Contre toute attente, la grande coalition Benno Bokk Yaakaar qui porte la candidature de Macky Sall a largement perdu devant Ousmane Sonko à Ziguinchor. Une débâcle, conséquence d’un certain nombre de facteurs endogènes et exogènes.
(Correspondance) – Qu’est-ce qui s’est passé ? Les leaders de Benno Bokk Yaakaar à Ziguinchor se sont certainement posé cette question au réveil, avant-hier. Un réveil brutal pour des responsables qui n’ont certainement pas vu venir la…déroute. Et pourtant, les ingrédients d’une chute étaient bien en place. En réalité, les populations de cette région sud du Sénégal n’ont pas été indifférentes au vote affectif qui se dessinait sur l’ensemble du territoire national. A Ziguinchor, la perspective d’un vote socio-culturel était perceptible. A travers la candidature d’Ousmane Sonko, les «sudistes» voyaient là l’occasion de prendre leur revanche sur l’histoire. «Depuis l’indépendance du Sénégal, aucun Casamançais n’a occupé la plus haute fonction dans ce pays». Ce discours était devenu un disque rayé dans la mémoire collective des populations du sud qui ont l’impression de ne pas exister, politiquement en tout cas. Comment ne pas saisir l’opportunité de l’aura médiatique d’Ousmane Sonko pour vaincre le signe indien et arrêter du coup cette malédiction historique ?
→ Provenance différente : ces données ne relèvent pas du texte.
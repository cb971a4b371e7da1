//! Per-query search parameter resolution.
//!
//! Callers tune inverted-file searches with percentages (`ivf_nprobe_pct`,
//! `ivf_max_codes_pct`) instead of absolute counts. The resolver turns those
//! into the `nprobe` / `max_codes` the engine understands, starting from the
//! index's current state and optional one-shot overrides.

use serde::{Deserialize, Serialize};
use tracing::debug;

use crate::error::{QuiverError, Result};
use crate::index::traits::Component;
use crate::index::Index;
use crate::selector::IdSelector;

/// Resolved parameters for one query. The selector is borrowed, so the
/// parameters cannot outlive the call that owns the selector.
#[derive(Debug, Clone, Copy)]
pub enum SearchParams<'s> {
    /// Index has no inverted-file facet: only a filter applies.
    Base { selector: Option<&'s IdSelector> },
    Ivf {
        selector: Option<&'s IdSelector>,
        nprobe: usize,
        /// Cap on distance computations per query, `0` for unbounded.
        max_codes: usize,
    },
}

impl<'s> SearchParams<'s> {
    pub fn base(selector: Option<&'s IdSelector>) -> Self {
        SearchParams::Base { selector }
    }

    pub fn selector(&self) -> Option<&'s IdSelector> {
        match *self {
            SearchParams::Base { selector } | SearchParams::Ivf { selector, .. } => selector,
        }
    }

    pub fn nprobe(&self) -> Option<usize> {
        match *self {
            SearchParams::Ivf { nprobe, .. } => Some(nprobe),
            SearchParams::Base { .. } => None,
        }
    }

    pub fn max_codes(&self) -> usize {
        match *self {
            SearchParams::Ivf { max_codes, .. } => max_codes,
            SearchParams::Base { .. } => 0,
        }
    }

    /// Whether `id` passes the attached selector (if any).
    #[inline]
    pub fn accepts(&self, id: i64) -> bool {
        self.selector().is_none_or(|s| s.is_member(id))
    }
}

/// Caller-facing percentage knobs. `0` keeps the index's own value.
#[derive(Debug, Clone, Copy, Default, PartialEq, Serialize, Deserialize)]
pub struct PercentageOverride {
    #[serde(rename = "ivf_nprobe_pct", default)]
    pub nprobe_pct: f32,
    #[serde(rename = "ivf_max_codes_pct", default)]
    pub max_codes_pct: f32,
}

impl PercentageOverride {
    pub fn new(nprobe_pct: f32, max_codes_pct: f32) -> Self {
        Self {
            nprobe_pct,
            max_codes_pct,
        }
    }

    /// Parse a JSON payload such as `{"ivf_nprobe_pct": 10}`. An empty payload
    /// means no override.
    pub fn from_json(payload: &[u8]) -> Result<Option<Self>> {
        if payload.iter().all(u8::is_ascii_whitespace) {
            return Ok(None);
        }
        let parsed: Self = serde_json::from_slice(payload).map_err(|e| {
            QuiverError::invalid(format!("failed to unmarshal IVF search params, err: {e}"))
        })?;
        parsed.validate()?;
        Ok(Some(parsed))
    }

    pub fn validate(&self) -> Result<()> {
        if !(0.0..=100.0).contains(&self.nprobe_pct) {
            return Err(QuiverError::invalid(format!(
                "invalid IVF search params, ivf_nprobe_pct:{} out of range, should be in range [0, 100]",
                self.nprobe_pct
            )));
        }
        if !(0.0..=100.0).contains(&self.max_codes_pct) {
            return Err(QuiverError::invalid(format!(
                "invalid IVF search params, ivf_max_codes_pct:{} out of range, should be in range [0, 100]",
                self.max_codes_pct
            )));
        }
        Ok(())
    }
}

/// One-shot replacements for the index's own `nprobe` / `nlist` / `ntotal`.
/// Zero fields are ignored.
#[derive(Debug, Clone, Copy, Default, PartialEq, Eq)]
pub struct TempOverrides {
    pub nprobe: usize,
    pub nlist: usize,
    pub nvecs: usize,
}

/// `max(floor(nlist * pct / 100), 1)`: a positive percentage always scans at
/// least one partition.
///
/// The product is taken in single precision, matching the precision the
/// percentage arrives in. Widening first would expose the representation
/// error of values like `0.9` and land one below the decimal result.
pub fn nprobe_from_pct(nlist: usize, pct: f32) -> usize {
    ((nlist as f32 * (pct / 100.0)) as usize).max(1)
}

/// `floor(nvecs * pct / 100)`, with no lower clamp.
pub fn max_codes_from_pct(nvecs: usize, pct: f32) -> usize {
    (nvecs as f32 * (pct / 100.0)) as usize
}

/// Build the parameters for one query against `index`.
///
/// Percentages are validated up front, before anything reaches the engine,
/// even for indexes where they would not apply.
pub fn resolve_search_params<'s, T: Component>(
    index: &Index<T>,
    overrides: Option<&PercentageOverride>,
    selector: Option<&'s IdSelector>,
    temp: Option<&TempOverrides>,
) -> Result<SearchParams<'s>> {
    if let Some(o) = overrides {
        o.validate()?;
    }
    if let Some(s) = selector {
        s.ensure_live()?;
    }

    let native = index.native()?;
    let Some(ivf) = native.ivf() else {
        return Ok(SearchParams::Base { selector });
    };

    let mut nlist = ivf.nlist();
    let mut nprobe = ivf.nprobe();
    let mut nvecs = native.ntotal();

    if let Some(t) = temp {
        if t.nlist > 0 {
            nlist = t.nlist;
        }
        if t.nprobe > 0 {
            nprobe = t.nprobe;
        }
        if t.nvecs > 0 {
            nvecs = t.nvecs;
        }
    }

    let mut max_codes = 0;
    if let Some(o) = overrides {
        if o.nprobe_pct > 0.0 {
            nprobe = nprobe_from_pct(nlist, o.nprobe_pct);
        }
        if o.max_codes_pct > 0.0 {
            max_codes = max_codes_from_pct(nvecs, o.max_codes_pct);
        }
    }

    debug!(nlist, nprobe, nvecs, max_codes, "resolved IVF search params");

    Ok(SearchParams::Ivf {
        selector,
        nprobe,
        max_codes,
    })
}
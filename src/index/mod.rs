//! Index handles, the engine contract they sit on, and the filtered and
//! cluster-restricted search protocol.

pub mod distance;
pub mod handle;
pub mod reference;
pub mod search;
pub mod traits;

pub use handle::{AnyIndex, BinaryIndex, FloatIndex, Index};
pub use traits::{Component, IvfFacet, NativeIndex, VectorEngine, VectorTransform};
use quiver::error::{ErrorKind, QuiverError};

/// Assert that `result` failed with an `InvalidArgument`-kind error.
pub fn assert_invalid<T: std::fmt::Debug>(result: Result<T, QuiverError>) {
    match result {
        Err(e) => assert_eq!(
            e.kind(),
            ErrorKind::InvalidArgument,
            "expected an invalid-argument error, got: {e}"
        ),
        Ok(v) => panic!("expected an invalid-argument error, got Ok({v:?})"),
    }
}

/// Assert that `result` failed with an engine-kind error whose message
/// contains `needle`.
pub fn assert_engine_error<T: std::fmt::Debug>(result: Result<T, QuiverError>, needle: &str) {
    match result {
        Err(e) => {
            assert_eq!(e.kind(), ErrorKind::Engine, "expected an engine error, got: {e}");
            assert!(
                e.to_string().contains(needle),
                "engine error '{e}' does not mention '{needle}'"
            );
        }
        Ok(v) => panic!("expected an engine error, got Ok({v:?})"),
    }
}

/// Assert that recall@k is at least `min_recall`.
pub fn assert_recall_at_k(results: &[i64], ground_truth: &[i64], k: usize, min_recall: f64) {
    let truth = &ground_truth[..k.min(ground_truth.len())];
    let found = results
        .iter()
        .take(k)
        .filter(|id| truth.contains(id))
        .count();
    let recall = found as f64 / truth.len() as f64;
    assert!(
        recall >= min_recall,
        "recall@{k} = {recall:.3}, expected >= {min_recall:.3} (found {found}/{})",
        truth.len()
    );
}
//! Distance kernels used by the reference engine and the clustering
//! orchestrator.

use crate::types::MetricType;

/// Squared Euclidean distance.
#[inline]
pub fn l2_squared(a: &[f32], b: &[f32]) -> f32 {
    a.iter()
        .zip(b.iter())
        .map(|(x, y)| {
            let d = x - y;
            d * d
        })
        .sum()
}

#[inline]
pub fn inner_product(a: &[f32], b: &[f32]) -> f32 {
    a.iter().zip(b.iter()).map(|(x, y)| x * y).sum()
}

/// Number of differing bits between two packed codes.
#[inline]
pub fn hamming(a: &[u8], b: &[u8]) -> i32 {
    a.iter()
        .zip(b.iter())
        .map(|(x, y)| (x ^ y).count_ones() as i32)
        .sum()
}

/// Float distance under `metric`. Hamming is not defined for floats and
/// falls back to L2.
#[inline]
pub fn float_distance(metric: MetricType, a: &[f32], b: &[f32]) -> f32 {
    match metric {
        MetricType::InnerProduct => inner_product(a, b),
        MetricType::L2 | MetricType::Hamming => l2_squared(a, b),
    }
}

/// Whether `a` ranks strictly ahead of `b` under `metric`.
#[inline]
pub fn is_closer<D: PartialOrd>(metric: MetricType, a: D, b: D) -> bool {
    if metric.is_similarity() {
        a > b
    } else {
        a < b
    }
}
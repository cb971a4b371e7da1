//! Index persistence.
//!
//! The engine owns the payload format. The core wraps it in a fixed header:
//!
//! ```text
//! magic "QVIX" | version u16 | component tag u8 | reserved u8 | xxh3-64 u64 | payload len u64 | payload
//! ```
//!
//! All integers are little-endian. Works for both index families; pick one
//! with the component type (`read_index_from_buffer::<u8>` for binary).

use std::path::Path;

use bytes::{Buf, BufMut, Bytes, BytesMut};
use tracing::debug;
use xxhash_rust::xxh3::xxh3_64;

use crate::error::{QuiverError, Result};
use crate::index::traits::{Component, VectorEngine};
use crate::index::Index;

const MAGIC: &[u8; 4] = b"QVIX";
const FORMAT_VERSION: u16 = 1;
const HEADER_LEN: usize = 4 + 2 + 1 + 1 + 8 + 8;

pub fn write_index_to_buffer<T: Component>(index: &Index<T>) -> Result<Bytes> {
    let payload = index.serialize_native()?;
    let mut buf = BytesMut::with_capacity(HEADER_LEN + payload.len());
    buf.put_slice(MAGIC);
    buf.put_u16_le(FORMAT_VERSION);
    buf.put_u8(T::TAG);
    buf.put_u8(0);
    buf.put_u64_le(xxh3_64(&payload));
    buf.put_u64_le(payload.len() as u64);
    buf.put_slice(&payload);
    Ok(buf.freeze())
}

pub fn read_index_from_buffer<T: Component>(engine: &dyn VectorEngine, data: &[u8]) -> Result<Index<T>> {
    if data.len() < HEADER_LEN {
        return Err(QuiverError::invalid(format!(
            "index buffer too short: {} bytes",
            data.len()
        )));
    }
    let mut header = &data[..HEADER_LEN];
    let mut magic = [0u8; 4];
    header.copy_to_slice(&mut magic);
    if &magic != MAGIC {
        return Err(QuiverError::invalid("not a serialized index (bad magic)"));
    }
    let version = header.get_u16_le();
    if version != FORMAT_VERSION {
        return Err(QuiverError::invalid(format!(
            "unsupported index format version {version}"
        )));
    }
    let tag = header.get_u8();
    if tag != T::TAG {
        return Err(QuiverError::invalid(format!(
            "serialized index holds component tag {tag}, expected {} ({})",
            T::TAG,
            T::NAME
        )));
    }
    let _reserved = header.get_u8();
    let expected = header.get_u64_le();
    let len = header.get_u64_le() as usize;

    let payload = &data[HEADER_LEN..];
    if payload.len() != len {
        return Err(QuiverError::invalid(format!(
            "index payload truncated: header says {len} bytes, found {}",
            payload.len()
        )));
    }
    let actual = xxh3_64(payload);
    if actual != expected {
        return Err(QuiverError::ChecksumMismatch { expected, actual });
    }

    let native = T::read_native(engine, payload)?;
    debug!(component = T::NAME, bytes = data.len(), "read index");
    Ok(Index::from_native(native))
}

pub fn write_index<T: Component>(index: &Index<T>, path: impl AsRef<Path>) -> Result<()> {
    let buf = write_index_to_buffer(index)?;
    std::fs::write(path.as_ref(), &buf)?;
    debug!(path = %path.as_ref().display(), bytes = buf.len(), "wrote index");
    Ok(())
}

pub fn read_index<T: Component>(engine: &dyn VectorEngine, path: impl AsRef<Path>) -> Result<Index<T>> {
    let data = std::fs::read(path.as_ref())?;
    read_index_from_buffer(engine, &data)
}
//! Pure-Rust vector engine.
//!
//! Understands a small subset of composition descriptions:
//!
//! | description     | structure                          |
//! |-----------------|------------------------------------|
//! | `Flat`          | exhaustive float index             |
//! | `IVF<n>,Flat`   | float inverted file, `n` lists     |
//! | `IVF<n>`        | same as `IVF<n>,Flat`              |
//! | `BFlat`         | exhaustive binary index            |
//! | `BIVF<n>`       | binary inverted file, `n` lists    |
//!
//! Any description may be prefixed with `IDMap,` or `IDMap2,` to wrap the
//! structure in an identifier map (the `2` form can also reconstruct). The
//! wrapped structure stays reachable as the sub-index.
//!
//! Besides indexes the engine trains PCA transforms ([`PcaMatrix`]).

pub mod devices;
pub(crate) mod kmeans;
mod pca;
mod storage;

pub use devices::EmulatedDevices;
pub use pca::PcaMatrix;
pub use storage::{ReferenceIndex, Scalar};

use serde::{Deserialize, Serialize};
use tracing::debug;

use crate::index::traits::{EngineFailure, EngineResult, NativeIndex, VectorEngine, VectorTransform};
use crate::types::MetricType;
use storage::{IdMapMode, InvertedList, IvfLayout, Layout};

#[derive(Debug, Clone, Copy, PartialEq, Eq)]
enum Structure {
    Flat,
    Ivf(usize),
}

#[derive(Debug, Clone, Copy, PartialEq, Eq)]
struct Description {
    id_map: Option<IdMapMode>,
    structure: Structure,
}

fn parse_error(description: &str) -> EngineFailure {
    EngineFailure::new(format!("could not parse index description: {description}"))
}

fn parse_nlist(raw: &str, description: &str) -> EngineResult<usize> {
    match raw.parse::<usize>() {
        Ok(n) if n > 0 => Ok(n),
        _ => Err(parse_error(description)),
    }
}

fn parse_description(description: &str, binary: bool) -> EngineResult<Description> {
    let trimmed = description.trim();
    let (id_map, body) = if let Some(rest) = trimmed.strip_prefix("IDMap2,") {
        (Some(IdMapMode::Reversible), rest)
    } else if let Some(rest) = trimmed.strip_prefix("IDMap,") {
        (Some(IdMapMode::Plain), rest)
    } else {
        (None, trimmed)
    };

    let structure = if binary {
        match body {
            "BFlat" => Structure::Flat,
            _ => match body.strip_prefix("BIVF") {
                Some(n) => Structure::Ivf(parse_nlist(n, description)?),
                None => return Err(parse_error(description)),
            },
        }
    } else {
        match body {
            "Flat" => Structure::Flat,
            _ => match body
                .strip_prefix("IVF")
                .map(|r| r.strip_suffix(",Flat").unwrap_or(r))
            {
                Some(n) => Structure::Ivf(parse_nlist(n, description)?),
                None => return Err(parse_error(description)),
            },
        }
    };
    Ok(Description { id_map, structure })
}

/// The reference engine. `train_iterations` and `seed` drive k-means for
/// every structure it builds.
#[derive(Debug, Clone, Copy, Serialize, Deserialize)]
pub struct ReferenceEngine {
    pub train_iterations: usize,
    pub seed: u64,
}

impl Default for ReferenceEngine {
    fn default() -> Self {
        Self {
            train_iterations: 10,
            seed: 1234,
        }
    }
}

impl ReferenceEngine {
    pub fn new(train_iterations: usize, seed: u64) -> Self {
        Self {
            train_iterations,
            seed,
        }
    }

    fn build<T: Scalar>(&self, d: usize, metric: MetricType, desc: Description) -> ReferenceIndex<T> {
        let layout = match desc.structure {
            Structure::Flat => Layout::Flat(InvertedList::default()),
            Structure::Ivf(nlist) => Layout::Ivf(IvfLayout::new(nlist)),
        };
        ReferenceIndex::new(d, metric, layout, desc.id_map, self.train_iterations, self.seed)
    }
}

impl VectorEngine for ReferenceEngine {
    fn index_factory(
        &self,
        d: usize,
        description: &str,
        metric: MetricType,
    ) -> EngineResult<Box<dyn NativeIndex<f32>>> {
        if metric == MetricType::Hamming {
            return Err(EngineFailure::new("hamming metric requires a binary index"));
        }
        let desc = parse_description(description, false)?;
        debug!(d, description, ?desc, "reference engine building float index");
        Ok(Box::new(self.build::<f32>(d, metric, desc)))
    }

    fn binary_index_factory(&self, d: usize, description: &str) -> EngineResult<Box<dyn NativeIndex<u8>>> {
        if d % 8 != 0 {
            return Err(EngineFailure::new(format!(
                "binary index dimension must be a multiple of 8, got {d}"
            )));
        }
        let desc = parse_description(description, true)?;
        debug!(d, description, ?desc, "reference engine building binary index");
        Ok(Box::new(self.build::<u8>(d, MetricType::Hamming, desc)))
    }

    fn read_index(&self, bytes: &[u8]) -> EngineResult<Box<dyn NativeIndex<f32>>> {
        let index: ReferenceIndex<f32> = bincode::deserialize(bytes)
            .map_err(|e| EngineFailure::new(format!("failed to read index: {e}")))?;
        Ok(Box::new(index))
    }

    fn read_binary_index(&self, bytes: &[u8]) -> EngineResult<Box<dyn NativeIndex<u8>>> {
        let index: ReferenceIndex<u8> = bincode::deserialize(bytes)
            .map_err(|e| EngineFailure::new(format!("failed to read binary index: {e}")))?;
        Ok(Box::new(index))
    }

    fn kmeans_clustering(&self, d: usize, n: usize, k: usize, x: &[f32]) -> EngineResult<(Vec<f32>, f32)> {
        let (centroids, obj) = kmeans::train(d, &x[..(n * d).min(x.len())], k, self.train_iterations, self.seed)?;
        Ok((centroids, obj / n.max(1) as f32))
    }

    fn pca_matrix(
        &self,
        d_in: usize,
        d_out: usize,
        eigen_power: f32,
        random_rotation: bool,
    ) -> EngineResult<Box<dyn VectorTransform>> {
        let pca = PcaMatrix::new(d_in, d_out, eigen_power, random_rotation, self.seed)?;
        Ok(Box::new(pca))
    }
}

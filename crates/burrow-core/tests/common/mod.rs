//! Shared test fixtures: a channel-backed tunnel device, a scripted control
//! stream, and packet builders.

use std::io::{self, Cursor, Read, Write};
use std::net::Ipv4Addr;
use std::sync::Arc;
use std::time::{Duration, Instant};

use burrow_core::{uapi, Device, TunDevice};
use crossbeam_channel::{unbounded, Receiver, Sender};

/// Tunnel device backed by channels: the test writes outbound IP packets
/// into `outbound_tx` and reads delivered inbound packets from `inbound_rx`
pub struct ChannelTun {
    outbound_rx: Receiver<Vec<u8>>,
    inbound_tx: Sender<Vec<u8>>,
}

pub struct TunHandle {
    pub outbound_tx: Sender<Vec<u8>>,
    pub inbound_rx: Receiver<Vec<u8>>,
}

pub fn channel_tun() -> (Arc<ChannelTun>, TunHandle) {
    let (outbound_tx, outbound_rx) = unbounded();
    let (inbound_tx, inbound_rx) = unbounded();
    (
        Arc::new(ChannelTun {
            outbound_rx,
            inbound_tx,
        }),
        TunHandle {
            outbound_tx,
            inbound_rx,
        },
    )
}

impl TunDevice for ChannelTun {
    fn read(&self, buf: &mut [u8]) -> io::Result<usize> {
        match self.outbound_rx.recv_timeout(Duration::from_millis(100)) {
            Ok(packet) => {
                let len = packet.len().min(buf.len());
                buf[..len].copy_from_slice(&packet[..len]);
                Ok(len)
            }
            Err(_) => Err(io::Error::new(io::ErrorKind::WouldBlock, "no packet")),
        }
    }

    fn write(&self, packet: &[u8]) -> io::Result<usize> {
        let _ = self.inbound_tx.send(packet.to_vec());
        Ok(packet.len())
    }

    fn is_up(&self) -> io::Result<bool> {
        Ok(true)
    }

    fn name(&self) -> &str {
        "test0"
    }
}

/// In-memory control connection carrying one scripted operation
pub struct TestStream {
    input: Cursor<Vec<u8>>,
    output: Vec<u8>,
}

impl Read for TestStream {
    fn read(&mut self, buf: &mut [u8]) -> io::Result<usize> {
        self.input.read(buf)
    }
}

impl Write for TestStream {
    fn write(&mut self, buf: &[u8]) -> io::Result<usize> {
        self.output.extend_from_slice(buf);
        Ok(buf.len())
    }

    fn flush(&mut self) -> io::Result<()> {
        Ok(())
    }
}

/// Run one control operation against a device, returning the full reply
pub fn control(device: &Arc<Device>, script: &str) -> String {
    let mut stream = TestStream {
        input: Cursor::new(script.as_bytes().to_vec()),
        output: Vec::new(),
    };
    uapi::handle(device, &mut stream);
    String::from_utf8(stream.output).expect("control replies are utf-8")
}

/// The errno line of a control reply
pub fn reply_errno(reply: &str) -> i32 {
    reply
        .lines()
        .rev()
        .find_map(|line| line.strip_prefix("errno="))
        .and_then(|code| code.parse().ok())
        .expect("control reply carries an errno line")
}

/// A field from a `get` reply, if present
pub fn reply_field<'a>(reply: &'a str, key: &str) -> Option<&'a str> {
    reply
        .lines()
        .find_map(|line| line.strip_prefix(key).and_then(|rest| rest.strip_prefix('=')))
}

/// Minimal IPv4 packet with correct version, length and addresses
pub fn ipv4_packet(src: Ipv4Addr, dst: Ipv4Addr, payload: &[u8]) -> Vec<u8> {
    let total = 20 + payload.len();
    let mut packet = vec![0u8; total];
    packet[0] = 0x45;
    packet[2..4].copy_from_slice(&(total as u16).to_be_bytes());
    packet[8] = 64; // ttl
    packet[9] = 17; // udp
    packet[12..16].copy_from_slice(&src.octets());
    packet[16..20].copy_from_slice(&dst.octets());
    packet[20..].copy_from_slice(payload);
    packet
}

/// Poll until `check` passes or the timeout elapses
pub fn wait_until(timeout: Duration, mut check: impl FnMut() -> bool) -> bool {
    let deadline = Instant::now() + timeout;
    while Instant::now() < deadline {
        if check() {
            return true;
        }
        std::thread::sleep(Duration::from_millis(25));
    }
    false
}

/// Hex of a 32-byte key, for control scripts
pub fn hex_key(key: &[u8; 32]) -> String {
    const HEX_CHARS: &[u8; 16] = b"0123456789abcdef";
    let mut hex = String::with_capacity(64);
    for byte in key {
        hex.push(HEX_CHARS[(byte >> 4) as usize] as char);
        hex.push(HEX_CHARS[(byte & 0x0f) as usize] as char);
    }
    hex
}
Le comportement des leaders de Benno a aussi favorisé cette «Sonkomania». Pendant toute la campagne électorale, ces derniers se sont illustrés dans ce qu’ils savent faire le mieux : se crêper le chignon. Ils n’ont jamais été ensemble et chacun travaillait dans la perspective des élections locales, mettant de côté l’essentiel : la mobilisation autour de la candidature de Macky Sall. L’arrivée de Baldé n’a fait qu’exacerber les tensions. La grande coalition ne parvient pas à gérer les égos, parfois, surdimensionnés. La plupart des leaders se rangent derrière Abdoulaye Baldé, perçu à tort ou à raison comme le futur faiseur de roi. Le pauvre Benoit Sambou, pourtant patron de l’Apr dans le département de Ziguinchor se retrouve isolé, snobé par ses propres camarades de parti qui lui ont préféré le président de l’Ucs. Aujourd’hui, le faible score de Benno dans la capitale du sud incite à s’interroger sur l’apport réel de Baldé dans cette élection.
Et pour ne pas arranger les choses, la sortie inopportune, impertinente et dangereuse de Moustapha Cissé Lô a fouetté la fibre régionaliste des ziguinchorois qui se sont sentis vexés, touchés dans leur dignité par des propos désobligeants d’un homme «d’Etat» qui assimile les Casamançais à des rebelles. Une maladresse qui a certainement profité au candidat Sonko. Lequel a par ailleurs été un «réceptacle» pour les mécontents de l’Ucs, dépités par le renoncement de Baldé à sa candidature en pleine opération de parrainage.